● **EXERCISE OBJECTIVE**: The response should be the lines of the data, starting at the first and ending at the one that contains "pub mod importer;", copied without change.

● **EXTRACTED DATA**:
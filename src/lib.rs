// ==========================================
// 生产线平衡引擎 - 核心库
// ==========================================
// 职责: 将产品工序分配给操作员,计算节拍、负荷与设备需求
// 技术栈: Rust + SQLite
// 系统定位: 人工/辅助平衡工具（不做自动寻优）
// ==========================================

// ==========================================
// 模块声明
// ==========================================

// 领域层 - 实体与类型
pub mod domain;

// 数据仓储层 - 数据访问
pub mod repository;

// 引擎层 - 业务规则
pub mod engine;

// 导入层 - 外部数据
pub mod importer;

// 配置层 - 系统配置
pub mod config;

// 数据库基础设施（连接初始化/PRAGMA 统一）
pub mod db;

// 日志系统
pub mod logging;

// API 层 - 业务接口
pub mod api;

// 应用层 - 组装
pub mod app;

// ==========================================
// 重导出核心类型
// ==========================================

// 领域类型
pub use domain::types::{InstanceId, OperatorId, SessionPhase};

// 领域实体
pub use domain::{
    Operation, OperationAssignment, OperationCapacity, Operator, SavedSession, SessionSnapshot,
};

// 引擎
pub use engine::{
    AssignmentController, BalancingCalculator, BalancingError, BalancingMetrics, BalancingStore,
    BalancingWorkflow, PlacementIntent,
};

// API
pub use api::{ApiError, BalancingApi, ConfigApi};

// ==========================================
// 常量定义
// ==========================================

// 系统版本
pub const VERSION: &str = env!("CARGO_PKG_VERSION");

// 系统名称
pub const APP_NAME: &str = "生产线平衡引擎";

#[cfg(test)]
mod tests {
    use super::*;

    #[test]
    fn test_version() {
        assert!(!VERSION.is_empty());
    }
}
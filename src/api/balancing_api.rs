// ==========================================
// 生产线平衡引擎 - 平衡会话 API
// ==========================================
// 职责: 向前端暴露平衡流程（选择产品、拖放分配、人数调整、保存）
// 约束: 同一时刻只有一个活动会话;所有变更串行执行
// 约束: 保存期间不持有会话锁,保存完成后按修订号记录保存状态
// ==========================================

use std::path::Path;
use std::sync::{Arc, Mutex, MutexGuard};
use std::time::Duration;

use serde::{Deserialize, Serialize};
use tracing::{info, instrument};
use uuid::Uuid;

use crate::api::error::{ApiError, ApiResult};
use crate::config::balancing_config::BalancingConfig;
use crate::domain::types::{InstanceId, OperatorId, SessionPhase};
use crate::engine::calculator::WorkloadSummary;
use crate::engine::error::BalancingError;
use crate::engine::events::BalancingEventPublisher;
use crate::engine::interaction::PlacementIntent;
use crate::engine::workflow::{BalancingWorkflow, QuantityDialog};
use crate::importer::{ImportSummary, OperationCatalogImporter};
use crate::repository::{
    BalancingSessionRepository, OperationCatalogRepository, ProductSummary, SessionSummary,
};

// ==========================================
// 看板视图 DTO
// ==========================================

/// 工序池条目
#[derive(Debug, Clone, PartialEq, Serialize, Deserialize)]
pub struct PoolEntryView {
    pub operation_id: String,
    pub name: String,
    pub process_id: String,
    pub standard_time_minutes: f64,
    pub total_units_per_hour: u32,
    pub assigned_units_per_hour: u32,
    pub pending_units_per_hour: u32,
    /// 小时产能为 0（不可分配）
    pub degraded: bool,
}

/// 操作员卡片上的分配
#[derive(Debug, Clone, PartialEq, Serialize, Deserialize)]
pub struct AssignmentView {
    pub instance_id: String,
    pub operation_id: String,
    pub operation_name: String,
    pub assigned_units_per_hour: u32,
}

/// 操作员卡片
#[derive(Debug, Clone, PartialEq, Serialize, Deserialize)]
pub struct OperatorView {
    pub operator_id: u32,
    pub display_name: String,
    pub occupied_minutes: f64,
    pub occupancy_percentage: f64,
    pub assignments: Vec<AssignmentView>,
}

/// 平衡看板（一次渲染所需的全部数据）
#[derive(Debug, Clone, PartialEq, Serialize, Deserialize)]
pub struct BoardView {
    pub session_id: Option<String>,
    pub product_id: String,
    pub headcount: u32,
    pub revision: u64,
    pub unsaved_changes: bool,
    pub total_standard_time: f64,
    pub units_per_hour: u64,
    pub takt_time: f64,
    pub required_machines: f64,
    pub unassigned_minutes: f64,
    pub pool: Vec<PoolEntryView>,
    pub operators: Vec<OperatorView>,
    pub summary: WorkloadSummary,
}

/// 人数调整结果
#[derive(Debug, Clone, PartialEq, Serialize, Deserialize)]
pub struct HeadcountChangeView {
    /// 被移除操作员上释放回工序池的分配数
    pub released_assignments: usize,
    pub released_units_per_hour: u64,
    pub board: BoardView,
}

// ==========================================
// BalancingApi - 平衡会话 API
// ==========================================

/// 平衡会话API
///
/// 职责：
/// 1. 会话生命周期（新建、打开已保存、放弃）
/// 2. 分配交互（放置、移动、调整数量、移除、重命名）
/// 3. 保存（快照 → 仓储,带超时）
/// 4. 工序清单导入与查询
pub struct BalancingApi {
    workflow: Mutex<BalancingWorkflow>,
    catalog_repo: Arc<OperationCatalogRepository>,
    session_repo: Arc<BalancingSessionRepository>,
    importer: OperationCatalogImporter,
}

impl BalancingApi {
    /// 创建新的BalancingApi实例
    pub fn new(
        config: BalancingConfig,
        catalog_repo: Arc<OperationCatalogRepository>,
        session_repo: Arc<BalancingSessionRepository>,
        event_publisher: Option<Arc<dyn BalancingEventPublisher>>,
    ) -> Self {
        Self {
            workflow: Mutex::new(BalancingWorkflow::new(config, event_publisher)),
            importer: OperationCatalogImporter::new(catalog_repo.clone()),
            catalog_repo,
            session_repo,
        }
    }

    fn lock(&self) -> ApiResult<MutexGuard<'_, BalancingWorkflow>> {
        self.workflow
            .lock()
            .map_err(|e| ApiError::InternalError(format!("会话锁获取失败: {}", e)))
    }

    // ==========================================
    // 会话生命周期
    // ==========================================

    /// 选择产品,创建新会话
    ///
    /// # 参数
    /// - product_id: 产品ID
    /// - headcount: 人数（None 使用配置默认值）
    #[instrument(skip(self))]
    pub fn start_session(&self, product_id: &str, headcount: Option<i64>) -> ApiResult<BoardView> {
        if product_id.trim().is_empty() {
            return Err(ApiError::InvalidInput("产品ID不能为空".to_string()));
        }
        let headcount = match headcount {
            Some(h) => Some(
                u32::try_from(h)
                    .ok()
                    .filter(|v| *v > 0)
                    .ok_or(BalancingError::InvalidHeadcount(h))?,
            ),
            None => None,
        };

        let mut wf = self.lock()?;
        wf.select_product(self.catalog_repo.as_ref(), product_id.trim(), headcount)?;
        info!(product_id, "平衡会话已创建");
        Self::board(&wf)
    }

    /// 打开已保存会话（编辑模式）
    #[instrument(skip(self))]
    pub fn open_session(&self, session_id: &str) -> ApiResult<BoardView> {
        let mut wf = self.lock()?;
        wf.open_saved(
            self.catalog_repo.as_ref(),
            self.session_repo.as_ref(),
            session_id,
        )?;
        Self::board(&wf)
    }

    /// 放弃当前会话
    pub fn discard_session(&self) -> ApiResult<()> {
        self.lock()?.discard()?;
        Ok(())
    }

    /// 当前会话阶段
    pub fn phase(&self) -> ApiResult<SessionPhase> {
        Ok(self.lock()?.phase())
    }

    // ==========================================
    // 查询
    // ==========================================

    /// 当前看板
    pub fn get_board(&self) -> ApiResult<BoardView> {
        let wf = self.lock()?;
        Self::board(&wf)
    }

    /// 数量对话框参数（拖放到操作员时弹出）
    pub fn quantity_dialog(&self, operation_id: &str) -> ApiResult<QuantityDialog> {
        Ok(self.lock()?.quantity_dialog(operation_id)?)
    }

    pub fn has_unsaved_changes(&self) -> ApiResult<bool> {
        Ok(self.lock()?.has_unsaved_changes())
    }

    // ==========================================
    // 分配交互
    // ==========================================

    /// 将工序放到操作员上
    ///
    /// # 参数
    /// - units: 分配数量（None 时分配全部剩余产能）
    pub fn place_operation(
        &self,
        operation_id: &str,
        operator_id: u32,
        units: Option<i64>,
    ) -> ApiResult<BoardView> {
        let mut intent = PlacementIntent::new(operation_id, OperatorId(operator_id));
        if let Some(units) = units {
            intent = intent.with_units(units);
        }

        let mut wf = self.lock()?;
        wf.place(&intent)?;
        Self::board(&wf)
    }

    /// 在操作员之间移动分配
    pub fn move_assignment(
        &self,
        from_operator: u32,
        instance_id: &str,
        to_operator: u32,
        units: Option<i64>,
    ) -> ApiResult<BoardView> {
        let instance_id = parse_instance_id(instance_id)?;
        let mut wf = self.lock()?;
        wf.move_assignment(
            OperatorId(from_operator),
            instance_id,
            OperatorId(to_operator),
            units,
        )?;
        Self::board(&wf)
    }

    /// 调整分配数量
    pub fn resize_assignment(
        &self,
        operator_id: u32,
        instance_id: &str,
        new_units: i64,
    ) -> ApiResult<BoardView> {
        let instance_id = parse_instance_id(instance_id)?;
        let mut wf = self.lock()?;
        wf.resize_assignment(OperatorId(operator_id), instance_id, new_units)?;
        Self::board(&wf)
    }

    /// 移除分配（数量回到工序池）
    pub fn remove_assignment(&self, operator_id: u32, instance_id: &str) -> ApiResult<BoardView> {
        let instance_id = parse_instance_id(instance_id)?;
        let mut wf = self.lock()?;
        wf.remove_assignment(OperatorId(operator_id), instance_id)?;
        Self::board(&wf)
    }

    pub fn rename_operator(&self, operator_id: u32, new_name: &str) -> ApiResult<BoardView> {
        let mut wf = self.lock()?;
        wf.rename_operator(OperatorId(operator_id), new_name)?;
        Self::board(&wf)
    }

    /// 调整人数
    pub fn change_headcount(&self, headcount: i64) -> ApiResult<HeadcountChangeView> {
        let mut wf = self.lock()?;
        let released = wf.change_headcount(headcount)?;
        Ok(HeadcountChangeView {
            released_assignments: released.len(),
            released_units_per_hour: released
                .iter()
                .map(|a| a.assigned_units_per_hour as u64)
                .sum(),
            board: Self::board(&wf)?,
        })
    }

    // ==========================================
    // 保存
    // ==========================================

    /// 保存当前会话
    ///
    /// # 返回
    /// - Ok(String): 会话ID
    /// - Err(ApiError): 保存失败时会话保持不变,可重试
    #[instrument(skip(self))]
    pub async fn save_session(&self) -> ApiResult<String> {
        let (pending, timeout) = {
            let wf = self.lock()?;
            let pending = wf.prepare_save()?;
            (pending, Duration::from_millis(wf.config().save_timeout_ms))
        };

        let session_id =
            BalancingWorkflow::persist(self.session_repo.as_ref(), &pending, timeout).await?;

        self.lock()?.complete_save(&pending, session_id.clone())?;
        Ok(session_id)
    }

    /// 已保存会话列表
    pub fn list_sessions(&self, product_id: Option<&str>) -> ApiResult<Vec<SessionSummary>> {
        Ok(self.session_repo.list_sessions(product_id)?)
    }

    /// 删除已保存会话
    pub fn delete_session(&self, session_id: &str) -> ApiResult<()> {
        Ok(self.session_repo.delete_session(session_id)?)
    }

    // ==========================================
    // 工序清单
    // ==========================================

    /// 从文件导入产品工序清单
    pub fn import_catalog(
        &self,
        file_path: &Path,
        product_id: &str,
        product_name: Option<&str>,
    ) -> ApiResult<ImportSummary> {
        if product_id.trim().is_empty() {
            return Err(ApiError::InvalidInput("产品ID不能为空".to_string()));
        }
        Ok(self
            .importer
            .import_file(file_path, product_id.trim(), product_name)?)
    }

    pub fn list_products(&self) -> ApiResult<Vec<ProductSummary>> {
        Ok(self.catalog_repo.list_products()?)
    }

    // ==========================================
    // 看板组装
    // ==========================================

    fn board(wf: &BalancingWorkflow) -> ApiResult<BoardView> {
        let store = wf.store()?;
        let metrics = wf.metrics()?;

        let pool = store
            .operations()
            .iter()
            .zip(store.capacities())
            .map(|(op, cap)| PoolEntryView {
                operation_id: op.id.clone(),
                name: op.name.clone(),
                process_id: op.process_id.clone(),
                standard_time_minutes: op.standard_time_minutes,
                total_units_per_hour: cap.total_units_per_hour,
                assigned_units_per_hour: cap.assigned_units_per_hour,
                pending_units_per_hour: cap.pending_units_per_hour(),
                degraded: !op.is_producible(),
            })
            .collect();

        let operators = store
            .operators()
            .iter()
            .map(|operator| {
                let (occupied_minutes, occupancy_percentage) = metrics
                    .load_of(operator.operator_id)
                    .map(|l| (l.occupied_minutes, l.occupancy_percentage))
                    .unwrap_or((0.0, 0.0));
                OperatorView {
                    operator_id: operator.operator_id.0,
                    display_name: operator.display_name.clone(),
                    occupied_minutes,
                    occupancy_percentage,
                    assignments: operator
                        .assignments
                        .iter()
                        .map(|a| AssignmentView {
                            instance_id: a.instance_id.to_string(),
                            operation_id: a.operation_id.clone(),
                            operation_name: store
                                .operation(&a.operation_id)
                                .map(|op| op.name.clone())
                                .unwrap_or_default(),
                            assigned_units_per_hour: a.assigned_units_per_hour,
                        })
                        .collect(),
                }
            })
            .collect();

        Ok(BoardView {
            session_id: wf.session_id().map(str::to_string),
            product_id: store.product_id().to_string(),
            headcount: store.headcount(),
            revision: wf.revision(),
            unsaved_changes: wf.has_unsaved_changes(),
            total_standard_time: metrics.total_standard_time,
            units_per_hour: metrics.units_per_hour,
            takt_time: metrics.takt_time,
            required_machines: metrics.required_machines,
            unassigned_minutes: metrics.unassigned_minutes,
            pool,
            operators,
            summary: metrics.summary,
        })
    }
}

fn parse_instance_id(raw: &str) -> ApiResult<InstanceId> {
    Uuid::parse_str(raw.trim())
        .map(InstanceId)
        .map_err(|e| ApiError::InvalidInput(format!("分配实例ID格式错误: {} ({})", raw, e)))
}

● **SOLUTION TO THIS PROBLEM**:
filename src/lib.rs
// ==========================================
// 生产线平衡引擎 - 核心库
// ==========================================
// 职责: 将产品工序分配给操作员,计算节拍、负荷与设备需求
// 技术栈: Rust + SQLite
// 系统定位: 人工/辅助平衡工具（不做自动寻优）
// ==========================================

// ==========================================
// 模块声明
// ==========================================

// 领域层 - 实体与类型
pub mod domain;

// 数据仓储层 - 数据访问
pub mod repository;

// 引擎层 - 业务规则
pub mod engine;

// 导入层 - 外部数据
pub mod importer;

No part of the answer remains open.